Пронзительный крик смешался со звоном разбитого фарфора и вырвал Уильяма из его задумчивого оцепенения. Он развернулся к супруге всем корпусом, с сожалением глядя на осколки фарфора на полу. В голове крутилось только: «венецианский… из старой коллекции». Теперь там стало на одну чашку меньше. Уильям пристально взглянул на замершую женщину, с горящими розоватым румянцем щеками, с нервно сжатыми кулаками и такой явственной ненавистью во взгляде. Будь она посмелее, наверное, бросилась бы на него, как дикая куница.

«Любил ли? Никогда»

— Разбила чашку — разбей и блюдце. Иначе сервиз будет не полон.

Развернулся, направился к выходу, не слушая беспокойного оханья старой Аманды. И уже закрывая дверь различил истерический смех пополам с задушенным рыданием, но не остановился. Его ждала работа. Его ждал Рыжий Джон.

Да, мальчик-бродяжка, которого он встретил тогда в приюте, оказался для него весьма ценным источником знаний. Юркий, наблюдательный, шибко умный для своего низкого происхождения, он не всегда понимал, что видит, и что увиденное значит, но с удовольствием рассказывал обо всём Уильяму за несколько медных монет — а иногда и серебряную, если сведенья оказывались действительно полезными.

Так Уильям узнал о преступлениях, которые прикрывал его управляющий, вроде вымогательства и насилия; о кражах денег, которые выделялись на содержание работного дома; о лжи и разбое одних в пользу других, и ещё о многих вещах, о которых ранее даже не подозревал. Или просто не хотел замечать. Ведь это творится не только в работных домах, но и по всему Лондону. Сколько преступлений ежедневно совершается и остаётся безнаказанными? И все его усилия, все попытки что-то изменить разбиваются вдребезги, как волна о камень, о стену чужого равнодушия и непонимания.

Рассеяно глядя в окно кэба, Уильям думал о том, сколько ещё выдержит, прежде чем сломается. Ему уже двадцать шесть, а он так и не смог сделать Элизабет наследника — да хоть даже одного ребёнка, в то время как у его брата в семье уже подрастали трое. Словно сам бог ополчился на их семью, и не желал даровать ему продолжение рода. Но чем мог Уильям прогневить Господа?! Что он, в конце концов, делал не так? Он ведь старался быть хорошим сыном…
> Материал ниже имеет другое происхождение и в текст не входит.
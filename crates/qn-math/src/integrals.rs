//! Simpson integration by successive trapezoid refinement.

use qn_core::{
    errors::{Error, Result},
    Real,
};

/// Integral of `f` over `[a, b]` with Simpson's rule.
///
/// Each iteration halves the trapezoid step; the Simpson estimate is the
/// Richardson extrapolation of two successive trapezoid sums. Converged
/// when two successive estimates differ by at most `accuracy`, after at
/// least five refinements.
pub fn simpson<F>(f: F, a: Real, b: Real, accuracy: Real, max_iterations: usize) -> Result<Real>
where
    F: Fn(Real) -> Real,
{
    if a == b {
        return Ok(0.0);
    }
    let mut n = 1usize;
    let mut trapezoid = 0.5 * (b - a) * (f(a) + f(b));
    let mut estimate = trapezoid;
    for i in 1..=max_iterations {
        // add the midpoints of the current intervals
        let dx = (b - a) / n as Real;
        let midpoints: Real = (0..n).map(|k| f(a + (k as Real + 0.5) * dx)).sum();
        let refined = 0.5 * (trapezoid + dx * midpoints);
        let next = (4.0 * refined - trapezoid) / 3.0;
        if (next - estimate).abs() <= accuracy && i > 5 {
            return Ok(next);
        }
        estimate = next;
        trapezoid = refined;
        n *= 2;
    }
    Err(Error::Convergence(format!(
        "simpson integration did not reach accuracy {accuracy} in {max_iterations} iterations"
    )))
}
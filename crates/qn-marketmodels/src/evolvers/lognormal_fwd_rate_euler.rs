use super::{LogNormalFwdRateCore, MarketModelEvolver};
use crate::brownian_generator::BrownianGeneratorFactory;
use crate::curve_state::CurveState;
use crate::market_model::MarketModel;
use qn_core::{errors::Result, Real};
use std::sync::Arc;

/// Euler scheme in the log of the displaced forwards; the drift is
/// frozen at the start of each step.
#[derive(Debug)]
pub struct LogNormalFwdRateEuler {
    core: LogNormalFwdRateCore,
}

impl LogNormalFwdRateEuler {
    /// Evolver of `model` under the bonds `numeraires` (one per step),
    /// starting at `initial_step`.
    pub fn new(
        model: Arc<dyn MarketModel>,
        factory: &dyn BrownianGeneratorFactory,
        numeraires: Vec<usize>,
        initial_step: usize,
    ) -> Result<Self> {
        Ok(Self {
            core: LogNormalFwdRateCore::new(model, factory, numeraires, initial_step)?,
        })
    }
}

impl MarketModelEvolver for LogNormalFwdRateEuler {
    fn numeraires(&self) -> &[usize] {
        self.core.numeraires()
    }

    fn start_new_path(&mut self) -> Real {
        self.core.start_new_path()
    }

    fn advance_step(&mut self) -> Real {
        self.core.advance_step(false)
    }

    fn current_step(&self) -> usize {
        self.core.current_step()
    }

    fn current_state(&self) -> &dyn CurveState {
        self.core.curve_state()
    }

    fn set_initial_state(&mut self, state: &dyn CurveState) -> Result<()> {
        self.core.set_initial_state(state)
    }
}
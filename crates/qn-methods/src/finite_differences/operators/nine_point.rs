//! Nine-point stencils in a plane spanned by two directions.

use super::derivatives::first_derivative_stencil;
use super::FdmLinearOp;
use crate::finite_differences::mesher_composite::FdmMesher;
use qn_core::{Real, Size};
use qn_math::Array;
use std::sync::Arc;

/// Operator with a 3×3 stencil per grid point in the plane of directions
/// `d0` and `d1`. `a[k][l]` weights the neighbour at offset `(k − 1, l − 1)`.
#[derive(Debug, Clone)]
pub struct NinePointLinearOp {
    d0: usize,
    d1: usize,
    index: Vec<[[Size; 3]; 3]>,
    a: Vec<[[Real; 3]; 3]>,
    mesher: Arc<dyn FdmMesher>,
}

impl NinePointLinearOp {
    /// Zero operator in the plane `(d0, d1)`.
    pub fn new(d0: usize, d1: usize, mesher: Arc<dyn FdmMesher>) -> Self {
        let layout = mesher.layout();
        let mut index = vec![[[0; 3]; 3]; layout.size()];
        for iter in layout.iter() {
            let i = iter.index();
            for (k, row) in index[i].iter_mut().enumerate() {
                for (l, slot) in row.iter_mut().enumerate() {
                    *slot = layout.neighbourhood2(&iter, d0, k as isize - 1, d1, l as isize - 1);
                }
            }
        }
        Self {
            d0,
            d1,
            a: vec![[[0.0; 3]; 3]; layout.size()],
            index,
            mesher,
        }
    }

    /// The two directions of the plane.
    pub fn directions(&self) -> (usize, usize) {
        (self.d0, self.d1)
    }

    /// Row `i` scaled by `u_i`.
    pub fn mult(&self, u: &Array) -> Self {
        let mut ret = self.clone();
        for (i, stencil) in ret.a.iter_mut().enumerate() {
            for w in stencil.iter_mut().flatten() {
                *w *= u[i];
            }
        }
        ret
    }

    /// The mesher the operator lives on.
    pub fn mesher(&self) -> &Arc<dyn FdmMesher> {
        &self.mesher
    }
}

impl FdmLinearOp for NinePointLinearOp {
    fn apply(&self, r: &Array) -> Array {
        Array::from_fn(self.a.len(), |i| {
            let mut s = 0.0;
            for k in 0..3 {
                for l in 0..3 {
                    s += self.a[i][k][l] * r[self.index[i][k][l]];
                }
            }
            s
        })
    }
}

/// `∂²/∂x∂y` as the product of the first derivative stencils along both
/// directions (one-sided on the boundaries).
#[derive(Debug, Clone)]
pub struct SecondOrderMixedDerivativeOp(NinePointLinearOp);

impl SecondOrderMixedDerivativeOp {
    /// Operator in the plane `(d0, d1)`.
    pub fn new(d0: usize, d1: usize, mesher: Arc<dyn FdmMesher>) -> Self {
        let mut op = NinePointLinearOp::new(d0, d1, Arc::clone(&mesher));
        let layout = mesher.layout();
        let last0 = layout.dim()[d0] - 1;
        let last1 = layout.dim()[d1] - 1;
        for iter in layout.iter() {
            let i = iter.index();
            let c0 = iter.coordinates()[d0];
            let c1 = iter.coordinates()[d1];
            let w0 = first_derivative_stencil(
                mesher.dminus(&iter, d0),
                mesher.dplus(&iter, d0),
                c0 == 0,
                c0 == last0,
            );
            let w1 = first_derivative_stencil(
                mesher.dminus(&iter, d1),
                mesher.dplus(&iter, d1),
                c1 == 0,
                c1 == last1,
            );
            for k in 0..3 {
                for l in 0..3 {
                    op.a[i][k][l] = w0[k] * w1[l];
                }
            }
        }
        Self(op)
    }

    /// Row `i` scaled by `u_i`.
    pub fn mult(&self, u: &Array) -> NinePointLinearOp {
        self.0.mult(u)
    }
}

impl From<SecondOrderMixedDerivativeOp> for NinePointLinearOp {
    fn from(op: SecondOrderMixedDerivativeOp) -> Self {
        op.0
    }
}

impl FdmLinearOp for SecondOrderMixedDerivativeOp {
    fn apply(&self, r: &Array) -> Array {
        self.0.apply(r)
    }
}

#[cfg(test)]
mod tests {
    use super::*;
    use crate::finite_differences::{FdmMesherComposite, Uniform1dMesher};
    use approx::assert_abs_diff_eq;

    #[test]
    fn mixed_derivative_of_bilinear_function() {
        let mesher: Arc<dyn FdmMesher> = Arc::new(FdmMesherComposite::from_2d(
            Uniform1dMesher::new(0.0, 1.0, 6).unwrap(),
            Uniform1dMesher::new(-1.0, 1.0, 9).unwrap(),
        ));
        let x = mesher.locations(0);
        let y = mesher.locations(1);
        let f = Array::from_fn(x.size(), |i| 2.0 * x[i] * y[i] + x[i] * x[i] + 3.0 * y[i]);
        let d = SecondOrderMixedDerivativeOp::new(0, 1, Arc::clone(&mesher)).apply(&f);
        // exact everywhere, one-sided stencils included
        for i in 0..x.size() {
            assert_abs_diff_eq!(d[i], 2.0, epsilon = 1e-9);
        }
    }
}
Экипаж остановился и Уильям, отбросив праздные размышления, выбрался наружу. Вряд ли стоит ждать от бога, что тот поможет ему разобраться со всеми текущими проблемами. Слишком это мелко, не существенно для Всевышнего. Нет, со своими делами Уильяму придётся разбираться самому. Чем он сейчас и планировал заняться.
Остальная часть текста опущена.